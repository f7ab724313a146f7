//! Radix-tree request router.
//!
//! One tree per HTTP method, O(path-length) lookup. A route may be bound to
//! a controller [`Action`], which is what lets the param fetcher find the
//! declarations of the handler serving the request.

use std::collections::HashMap;

use http::Method;
use matchit::Router as MatchitRouter;

use crate::handler::{BoxedHandler, Handler};
use crate::reflection::Action;

#[derive(Clone)]
pub(crate) struct Route {
    pub handler: BoxedHandler,
    pub action: Option<Action>,
}

/// Result of a successful lookup.
pub(crate) struct Matched {
    pub route: Route,
    pub params: HashMap<String, String>,
}

/// The application router. Build it once at startup and hand it to a
/// [`Kernel`](crate::Kernel).
pub struct Router {
    routes: HashMap<Method, MatchitRouter<Route>>,
}

impl Router {
    pub fn new() -> Self {
        Self { routes: HashMap::new() }
    }

    /// Registers a plain handler. Path parameters use `{name}` syntax.
    ///
    /// # Panics
    ///
    /// Panics if `path` is not a valid route or conflicts with another one.
    pub fn on(self, method: Method, path: &str, handler: impl Handler) -> Self {
        self.add(method, path, None, handler)
    }

    /// Registers a handler serving a controller action.
    ///
    /// ```rust
    /// # use restparam::{ControllerClass, ControllerRegistry, Method, Request, Router};
    /// # async fn list(_: Request) -> &'static str { "" }
    /// let mut registry = ControllerRegistry::new();
    /// registry.register(ControllerClass::new("UserController").method("list", std::iter::empty()));
    ///
    /// Router::new()
    ///     .action(Method::GET, "/users", registry.action("UserController", "list").unwrap(), list);
    /// ```
    ///
    /// # Panics
    ///
    /// Same as [`Router::on`].
    pub fn action(self, method: Method, path: &str, action: Action, handler: impl Handler) -> Self {
        self.add(method, path, Some(action), handler)
    }

    fn add(mut self, method: Method, path: &str, action: Option<Action>, handler: impl Handler) -> Self {
        let route = Route { handler: handler.into_boxed_handler(), action };
        self.routes
            .entry(method)
            .or_default()
            .insert(path, route)
            .unwrap_or_else(|e| panic!("invalid route `{path}`: {e}"));
        self
    }

    pub(crate) fn lookup(&self, method: &Method, path: &str) -> Option<Matched> {
        let tree = self.routes.get(method)?;
        let matched = tree.at(path).ok()?;
        let route = matched.value.clone();
        let params = matched.params.iter()
            .map(|(k, v)| (k.to_owned(), v.to_owned()))
            .collect();
        Some(Matched { route, params })
    }
}

impl Default for Router {
    fn default() -> Self { Self::new() }
}
#[cfg(test)]
mod tests {
    use super::*;
    use crate::param::ParamSource;

    fn params(doc: &str) -> Vec<ParamDeclaration> {
        parse_doc(doc)
            .unwrap()
            .into_iter()
            .filter_map(|a| a.as_param().cloned())
            .collect()
    }

    #[test]
    fn parses_a_doc_block() {
        let doc = r#"
            /**
             * Lists things.
             *
             * @Route("/things")
             * @QueryParam(name="foz", requirements="[a-z]+", incompatibles={"baz"})
             * @RequestParam(name="raw", default="invalid", strict=false)
             * @FileParam(name="images", image=true, map=true, maxSize=1024)
             */
        "#;
        let annotations = parse_doc(doc).unwrap();
        assert_eq!(annotations.len(), 4);
        assert!(matches!(&annotations[0], Annotation::Other(n) if n == "Route"));

        let p = params(doc);
        assert_eq!(p[0].name(), "foz");
        assert_eq!(p[0].source(), ParamSource::Query);
        assert_eq!(p[0].incompatible_names(), ["baz"]);
        assert!(matches!(p[0].requirement(), Some(Requirement::Pattern(r)) if r == "[a-z]+"));
        assert_eq!(p[1].default_value(), &ParamValue::from("invalid"));
        assert!(!p[1].is_strict());
        assert!(p[2].is_image() && p[2].is_map());
    }

    #[test]
    fn backslashes_and_escaped_quotes_survive() {
        let p = params(r#"@QueryParam(name="id", requirements="\d+", description="say ""hi""")"#);
        assert!(matches!(p[0].requirement(), Some(Requirement::Pattern(r)) if r == r"\d+"));
        assert_eq!(p[0].description_text(), Some(r#"say "hi""#));
    }

    #[test]
    fn rule_requirements() {
        let p = params(r#"@QueryParam(name="id", requirements={"rule"="\d+", "error_message"="bad id"})"#);
        assert!(matches!(p[0].requirement(),
            Some(Requirement::Rule { rule, error_message }) if rule == r"\d+" && error_message == "bad id"));
    }

    #[test]
    fn positional_name_and_namespaces() {
        let p = params(r#"@Rest\RequestParam("bar", nullable=true, default=null)"#);
        assert_eq!(p[0].name(), "bar");
        assert!(p[0].is_nullable());
        assert!(p[0].default_value().is_null());
    }

    #[test]
    fn email_addresses_are_not_annotations() {
        assert!(parse_doc("contact: someone@example.com").unwrap().is_empty());
    }

    #[test]
    fn errors() {
        assert!(parse_doc(r#"@QueryParam(requirements="x")"#).is_err());
        assert!(parse_doc(r#"@QueryParam(name="x", bogus=true)"#).is_err());
        assert!(parse_doc(r#"@QueryParam(name="x""#).is_err());
        assert!(parse_doc(r#"@QueryParam(name="x", strict="yes")"#).is_err());
    }

    #[test]
    fn reader_serves_registered_docs() {
        let reader = DocAnnotationReader::new()
            .class_doc("C", r#"@QueryParam(name="a")"#)
            .unwrap()
            .method_doc("C", "m", r#"@QueryParam(name="b") @QueryParam(name="c")"#)
            .unwrap();
        let class = ControllerClass::new("C").method("m", std::iter::empty());
        assert_eq!(reader.class_annotations(&class).len(), 1);
        assert_eq!(reader.method_annotations(&class, "m").len(), 2);
        assert!(reader.method_annotations(&class, "other").is_empty());
    }
}
mod common;

use common::{bag, client, jpeg, kernel, text_file, valid_map, valid_raw};
use restparam::testing::TestClient;
use restparam::{ListenerMode, Method, Request, RequestBuilder, StatusCode, UploadError};
use serde_json::{json, Value};

async fn post(client: &TestClient, uri: &str, form: Value) -> Value {
    let response = client.post(uri, bag(form)).await.unwrap();
    assert!(response.is_successful(), "request failed: {}", response.text());
    response.json().unwrap()
}

#[tokio::test]
async fn default_parameters() {
    let data = post(&client(), "/params", json!({})).await;
    assert_eq!(data["raw"], "invalid");
    assert_eq!(data["map"], "invalid2 %");
    assert_eq!(data["bar"], Value::Null);
}

#[tokio::test]
async fn valid_raw_parameter() {
    let data = post(&client(), "/params", json!({"raw": valid_raw(), "map": valid_map()})).await;
    assert_eq!(data["raw"], valid_raw());
    // each element of a map param must match on its own
    assert_eq!(data["map"], "invalid2 %");
    assert_eq!(data["bar"], Value::Null);
}

#[tokio::test]
async fn valid_map_parameter() {
    let map = json!({"foo": valid_map(), "bar": valid_map()});
    let data = post(&client(), "/params", json!({"raw": "bar", "map": map.clone(), "bar": "bar foo"})).await;
    assert_eq!(data["raw"], "invalid");
    assert_eq!(data["map"], map);
    assert_eq!(data["bar"], "bar foo");
}

#[tokio::test]
async fn with_sub_requests() {
    let req = Request::builder(Method::POST, "/params/test?foo=quz")
        .form_bag(bag(json!({"raw": valid_raw()})))
        .build()
        .unwrap();
    let response = client().request(req).await;
    assert!(response.is_successful(), "request failed: {}", response.text());

    let data: Value = response.json().unwrap();
    assert_eq!(data["before"], json!({"foo": "quz", "bar": "foo"}));
    assert_eq!(
        data["during"],
        json!({"raw": valid_raw(), "map": "invalid2 %", "bar": null, "foz": "", "baz": ""})
    );
    assert_eq!(data["after"], json!({"foo": "quz", "bar": "foo"}));
}

#[tokio::test]
async fn valid_query_parameter() {
    let data = post(&client(), "/params?foz=val1", json!({})).await;
    assert_eq!(data["foz"], "");
}

#[tokio::test]
async fn incompatible_query_parameter() {
    let response = client().post("/params?foz=val1&baz=val2", Default::default()).await.unwrap();
    assert_eq!(response.status(), StatusCode::BAD_REQUEST);
    assert!(response.text().contains(r#"\"baz\" param is incompatible with foz param."#));
}

#[tokio::test]
async fn strict_violation_is_a_bad_request() {
    let response = client().post("/params/strict", bag(json!({"id": "abc"}))).await.unwrap();
    assert_eq!(response.status(), StatusCode::BAD_REQUEST);
    let body: Value = response.json().unwrap();
    assert_eq!(
        body["message"],
        r#"Parameter "id" of value "abc" violated a constraint "Parameter 'id' value, does not match requirements '\d+'""#
    );

    let data = post(&client(), "/params/strict", json!({"id": "42"})).await;
    assert_eq!(data, json!({"id": "42", "raw": "class default", "bar": null}));
}

// ── Files ─────────────────────────────────────────────────────────────────────

async fn upload(req: RequestBuilder) -> Value {
    let response = client().request(req.build().unwrap()).await;
    assert!(response.is_successful(), "request failed: {}", response.text());
    response.json().unwrap()
}

#[tokio::test]
async fn file_param_with_errors() {
    let file = jpeg("cat.jpeg").with_error(UploadError::from_code(7));
    let req = Request::builder(Method::POST, "/file/test").file("single_file", file);
    assert_eq!(upload(req).await, json!({"single_file": "noFile"}));
}

#[tokio::test]
async fn file_param() {
    let req = Request::builder(Method::POST, "/file/test").file("single_file", jpeg("cat.jpeg"));
    assert_eq!(upload(req).await, json!({"single_file": "cat.jpeg"}));
}

#[tokio::test]
async fn file_param_null() {
    let req = Request::builder(Method::POST, "/file/test");
    assert_eq!(upload(req).await, json!({"single_file": "noFile"}));
}

#[tokio::test]
async fn file_param_array() {
    let req = Request::builder(Method::POST, "/file/collection/test")
        .files("array_files", vec![jpeg("cat.jpeg"), text_file("bar.txt", "text/plain")]);
    assert_eq!(
        upload(req).await,
        json!({"array_files": ["cat.jpeg", "bar.txt"]})
    );
}

#[tokio::test]
async fn file_param_image_constraint_array() {
    let req = Request::builder(Method::POST, "/image/collection/test")
        .files("array_images", vec![jpeg("cat.jpeg"), jpeg("cat.jpeg")]);
    assert_eq!(
        upload(req).await,
        json!({"array_images": ["cat.jpeg", "cat.jpeg"]})
    );
}

#[tokio::test]
async fn file_param_image_constraint_array_rejects_non_images() {
    let req = Request::builder(Method::POST, "/image/collection/test")
        .files("array_images", vec![jpeg("cat.jpeg"), text_file("bar.txt", "plain/text")]);
    assert_eq!(
        upload(req).await,
        json!({"array_images": "NotAnImage"})
    );
}

// ── Listener modes ────────────────────────────────────────────────────────────

#[tokio::test]
async fn force_mode_stores_params_as_attributes() {
    let forced = TestClient::new(kernel(ListenerMode::Force));
    let response = forced.get("/params/attributes?foz=abc").await.unwrap();
    assert!(response.is_successful(), "request failed: {}", response.text());
    let data: Value = response.json().unwrap();
    assert_eq!(data["foz"], "abc");
    assert_eq!(data["raw"], "invalid");

    let response = client().get("/params/attributes?foz=abc").await.unwrap();
    assert_eq!(response.json::<Value>().unwrap(), json!({}));
}

#[tokio::test]
async fn force_mode_short_circuits_on_failure() {
    let forced = TestClient::new(kernel(ListenerMode::Force));
    let response = forced.get("/params/attributes?foz=a&baz=b").await.unwrap();
    assert_eq!(response.status(), StatusCode::BAD_REQUEST);
}

#[tokio::test]
async fn routes_without_actions_ignore_the_listener() {
    let forced = TestClient::new(kernel(ListenerMode::Force));
    let response = forced.get("/health").await.unwrap();
    assert_eq!(response.text(), "ok");

    let response = forced.get("/missing").await.unwrap();
    assert_eq!(response.status(), StatusCode::NOT_FOUND);
}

__WHAT THE EXERCISE ASKS__
Reproduce the entries above exactly, starting at their first line and finishing with the line that contains "use matchit::Router as MatchitRouter;".

__SOLUTION FOR THIS TASK__
repository f7ab724313a146f7
//! Radix-tree request router.
//!
//! One tree per HTTP method, O(path-length) lookup. A route may be bound to
//! a controller [`Action`], which is what lets the param fetcher find the
//! declarations of the handler serving the request.

use std::collections::HashMap;

use http::Method;
use matchit::Router as MatchitRouter;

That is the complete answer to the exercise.